The differences that traditionally exist between republicans (more conservative, small government, independent citizen) and democrats (more progressive, bigger task federal government, more collective facilities) are only widening. The contradictions in the social debate are seemingly unbridgeable. 

Because of the American two-party system, the different configuration of the two houses of Congress and the polarisation as mentioned earlier, the United States is politically locked up. Partly as a result of this, confidence in government steadily declined and is now at an all-time low (17%). Despite the enormous economic potential and military power, the harsh reality is that the United States is currently unable to build bridges to a vision of the desired and common political future of the country.

This political stalemate also translates into the (lack of) trust in the news media and, as far as I am concerned, the most shocking thing is trust in each other.
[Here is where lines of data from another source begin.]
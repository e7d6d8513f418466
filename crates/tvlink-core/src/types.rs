//! Core types for tvlink

use crate::buffer::{LiveConfig, LoadControlConfig};
use crate::transport::TransportConfig;
use serde::{Deserialize, Serialize};
use uuid::Uuid;

/// Identifier assigned to every full reload of the engine source
#[derive(Debug, Clone, Copy, PartialEq, Eq, Hash, Serialize, Deserialize)]
pub struct SessionId(pub Uuid);

impl SessionId {
    pub fn new() -> Self {
        Self(Uuid::new_v4())
    }
}

impl Default for SessionId {
    fn default() -> Self {
        Self::new()
    }
}

impl std::fmt::Display for SessionId {
    fn fmt(&self, f: &mut std::fmt::Formatter<'_>) -> std::fmt::Result {
        write!(f, "{}", self.0)
    }
}

/// Lifecycle of the underlying engine.
///
/// Errors are reported out of band and never replace the last known state.
#[derive(Debug, Clone, Copy, PartialEq, Eq, Hash, Serialize, Deserialize)]
pub enum EngineState {
    /// Nothing loaded, or playback failed and the engine stopped
    Idle,
    /// Waiting for enough media to start or continue
    Buffering,
    /// Able to play immediately
    Ready,
    /// Reached the end of the media
    Ended,
}

impl EngineState {
    /// Raw state code forwarded to the UI
    pub fn code(&self) -> i32 {
        match self {
            EngineState::Idle => 1,
            EngineState::Buffering => 2,
            EngineState::Ready => 3,
            EngineState::Ended => 4,
        }
    }

    pub fn from_code(code: i32) -> Option<Self> {
        match code {
            1 => Some(EngineState::Idle),
            2 => Some(EngineState::Buffering),
            3 => Some(EngineState::Ready),
            4 => Some(EngineState::Ended),
            _ => None,
        }
    }

    /// True while a source is loaded and has not finished
    pub fn is_active(&self) -> bool {
        !matches!(self, EngineState::Idle | EngineState::Ended)
    }
}

impl std::fmt::Display for EngineState {
    fn fmt(&self, f: &mut std::fmt::Formatter<'_>) -> std::fmt::Result {
        match self {
            EngineState::Idle => write!(f, "idle"),
            EngineState::Buffering => write!(f, "buffering"),
            EngineState::Ready => write!(f, "ready"),
            EngineState::Ended => write!(f, "ended"),
        }
    }
}

/// How the video surface is fitted into its view
#[derive(Debug, Clone, Copy, PartialEq, Eq, Hash, Default, Serialize, Deserialize)]
pub enum ResizeMode {
    #[default]
    Fit,
    Fill,
    FixedWidth,
    Zoom,
}

impl ResizeMode {
    /// Map a bridge mode number; anything unrecognised falls back to `Fit`
    pub fn from_code(code: i64) -> Self {
        match code {
            1 => ResizeMode::Fill,
            2 => ResizeMode::FixedWidth,
            3 => ResizeMode::Zoom,
            _ => ResizeMode::Fit,
        }
    }
}

/// Numeric error code reported by the engine
#[derive(Debug, Clone, Copy, PartialEq, Eq, Hash, Serialize, Deserialize)]
#[serde(transparent)]
pub struct EngineErrorCode(pub i32);

impl EngineErrorCode {
    pub const UNSPECIFIED: Self = Self(1000);
    pub const REMOTE_ERROR: Self = Self(1001);
    pub const BEHIND_LIVE_WINDOW: Self = Self(1002);
    pub const TIMEOUT: Self = Self(1003);
    pub const IO_UNSPECIFIED: Self = Self(2000);
    pub const IO_NETWORK_CONNECTION_FAILED: Self = Self(2001);
    pub const IO_NETWORK_CONNECTION_TIMEOUT: Self = Self(2002);
    pub const IO_INVALID_HTTP_CONTENT_TYPE: Self = Self(2003);
    pub const IO_BAD_HTTP_STATUS: Self = Self(2004);
    pub const IO_FILE_NOT_FOUND: Self = Self(2005);
    pub const IO_READ_POSITION_OUT_OF_RANGE: Self = Self(2008);
    pub const PARSING_CONTAINER_MALFORMED: Self = Self(3001);
    pub const PARSING_MANIFEST_MALFORMED: Self = Self(3002);
    pub const DECODER_INIT_FAILED: Self = Self(4001);
    pub const DRM_UNSPECIFIED: Self = Self(6000);

    /// Errors that a reposition to the live edge and a fresh prepare fix
    pub fn is_recoverable(&self) -> bool {
        matches!(
            *self,
            Self::BEHIND_LIVE_WINDOW
                | Self::IO_NETWORK_CONNECTION_TIMEOUT
                | Self::IO_READ_POSITION_OUT_OF_RANGE
        )
    }

    pub fn name(&self) -> &'static str {
        match *self {
            Self::UNSPECIFIED => "unspecified",
            Self::REMOTE_ERROR => "remote_error",
            Self::BEHIND_LIVE_WINDOW => "behind_live_window",
            Self::TIMEOUT => "timeout",
            Self::IO_UNSPECIFIED => "io_unspecified",
            Self::IO_NETWORK_CONNECTION_FAILED => "io_network_connection_failed",
            Self::IO_NETWORK_CONNECTION_TIMEOUT => "io_network_connection_timeout",
            Self::IO_INVALID_HTTP_CONTENT_TYPE => "io_invalid_http_content_type",
            Self::IO_BAD_HTTP_STATUS => "io_bad_http_status",
            Self::IO_FILE_NOT_FOUND => "io_file_not_found",
            Self::IO_READ_POSITION_OUT_OF_RANGE => "io_read_position_out_of_range",
            Self::PARSING_CONTAINER_MALFORMED => "parsing_container_malformed",
            Self::PARSING_MANIFEST_MALFORMED => "parsing_manifest_malformed",
            Self::DECODER_INIT_FAILED => "decoder_init_failed",
            Self::DRM_UNSPECIFIED => "drm_unspecified",
            _ => "unknown",
        }
    }
}

impl std::fmt::Display for EngineErrorCode {
    fn fmt(&self, f: &mut std::fmt::Formatter<'_>) -> std::fmt::Result {
        write!(f, "{} ({})", self.name(), self.0)
    }
}

/// Error reported by the engine through its callback
#[derive(Debug, Clone, PartialEq, Eq, Serialize, Deserialize)]
pub struct PlaybackError {
    pub code: EngineErrorCode,
    pub message: String,
}

impl PlaybackError {
    pub fn new(code: EngineErrorCode, message: impl Into<String>) -> Self {
        Self {
            code,
            message: message.into(),
        }
    }
}

/// Kind of media carried by a track group
#[derive(Debug, Clone, Copy, PartialEq, Eq, Hash, Serialize, Deserialize)]
pub enum TrackType {
    Video,
    Audio,
    Text,
    Other,
}

/// One selectable format inside a track group
#[derive(Debug, Clone, Copy, PartialEq, Eq, Default, Serialize, Deserialize)]
pub struct TrackFormat {
    pub width: u32,
    /// Zero when the engine does not know the height
    pub height: u32,
    pub bitrate: Option<u64>,
}

impl TrackFormat {
    pub fn video(width: u32, height: u32) -> Self {
        Self {
            width,
            height,
            bitrate: None,
        }
    }
}

/// Group of alternative formats for one track, as discovered by the engine
#[derive(Debug, Clone, PartialEq, Eq, Serialize, Deserialize)]
pub struct TrackGroup {
    pub kind: TrackType,
    pub formats: Vec<TrackFormat>,
}

impl TrackGroup {
    pub fn new(kind: TrackType, formats: Vec<TrackFormat>) -> Self {
        Self { kind, formats }
    }
}

/// Player configuration
///
/// Defaults reproduce the tuning used for live IPTV streams.
#[derive(Debug, Clone, Default, PartialEq, Serialize, Deserialize)]
#[serde(default)]
pub struct PlayerConfig {
    /// HTTP transport applied to every load
    pub transport: TransportConfig,
    /// Live-edge tracking
    pub live: LiveConfig,
    /// Buffering thresholds
    pub load_control: LoadControlConfig,
}

impl PlayerConfig {
    /// Parse a configuration document; missing fields take their defaults
    pub fn from_json(json: &str) -> crate::Result<Self> {
        let config: PlayerConfig = serde_json::from_str(json)?;
        config.validate()?;
        Ok(config)
    }

    /// Reject combinations the engine cannot honour
    pub fn validate(&self) -> crate::Result<()> {
        self.live.validate()?;
        self.load_control.validate()?;
        Ok(())
    }
}

#[cfg(test)]
mod tests {
    use super::*;

    #[test]
    fn test_engine_state_codes() {
        for state in [
            EngineState::Idle,
            EngineState::Buffering,
            EngineState::Ready,
            EngineState::Ended,
        ] {
            assert_eq!(EngineState::from_code(state.code()), Some(state));
        }
        assert_eq!(EngineState::from_code(9), None);
    }

    #[test]
    fn test_engine_state_active() {
        assert!(!EngineState::Idle.is_active());
        assert!(EngineState::Buffering.is_active());
        assert!(EngineState::Ready.is_active());
        assert!(!EngineState::Ended.is_active());
    }

    #[test]
    fn test_resize_mode_mapping() {
        assert_eq!(ResizeMode::from_code(0), ResizeMode::Fit);
        assert_eq!(ResizeMode::from_code(1), ResizeMode::Fill);
        assert_eq!(ResizeMode::from_code(2), ResizeMode::FixedWidth);
        assert_eq!(ResizeMode::from_code(3), ResizeMode::Zoom);
        assert_eq!(ResizeMode::from_code(99), ResizeMode::Fit);
        assert_eq!(ResizeMode::from_code(-1), ResizeMode::Fit);
    }

    #[test]
    fn test_recoverable_codes() {
        assert!(EngineErrorCode::BEHIND_LIVE_WINDOW.is_recoverable());
        assert!(EngineErrorCode::IO_NETWORK_CONNECTION_TIMEOUT.is_recoverable());
        assert!(EngineErrorCode::IO_READ_POSITION_OUT_OF_RANGE.is_recoverable());
        assert!(!EngineErrorCode::IO_BAD_HTTP_STATUS.is_recoverable());
        assert!(!EngineErrorCode(424242).is_recoverable());
    }

    #[test]
    fn test_partial_config_json() {
        let config = PlayerConfig::from_json(r#"{"live": {"target_offset_ms": 8000}}"#).unwrap();
        assert_eq!(config.live.target_offset_ms, 8000);
        assert_eq!(config.live.max_playback_speed, 1.02);
        assert_eq!(config.load_control, LoadControlConfig::default());
    }
}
Here, too, political preference determines the outcome to a large extent, but engagement with politics also plays an important role. The majority of democrats trust the media the most, and 91% of politically committed adults even trust the media the most. However, politically committed republicans do not trust the media at all. Only 16% of them have high or reasonable confidence that journalists act in the public interest. When asked about mutual trust, 71% of Americans believe that this has shrunk over the past 20 years, and 70% think that this makes it more challenging to solve the country's problems.

Conclusion

The Americans seem less united than at any time since at least the American Civil War (1861-1865). Although the person Trump undoubtedly has a part in this removal, the reality is that this was a major problem long before his presidency. The lack of representativeness in political representation is increasingly a problem in times when religion becomes less dominant, the composition of the population changes (demographic as well as racial/ethnic) and money becomes increasingly essential in positioning desirable candidates with unclear mandates.

Based on current political relations and the unshakeable nature of the American constitution, it is highly unlikely that this will change in the short term. Changing it would require a two-thirds majority in both Houses of Congress. It is more likely that there will first be a second American civil war than that there will be a two-thirds majority in both Houses of Congress to restore some balance to the system and political relations. I, therefore, consider the chance that the states of America will be united to be extremely small for the time being. As long as there are still large groups of minorities on the sidelines and it is not clear who and which America should become large again, the chance that the states of America will be united again is small.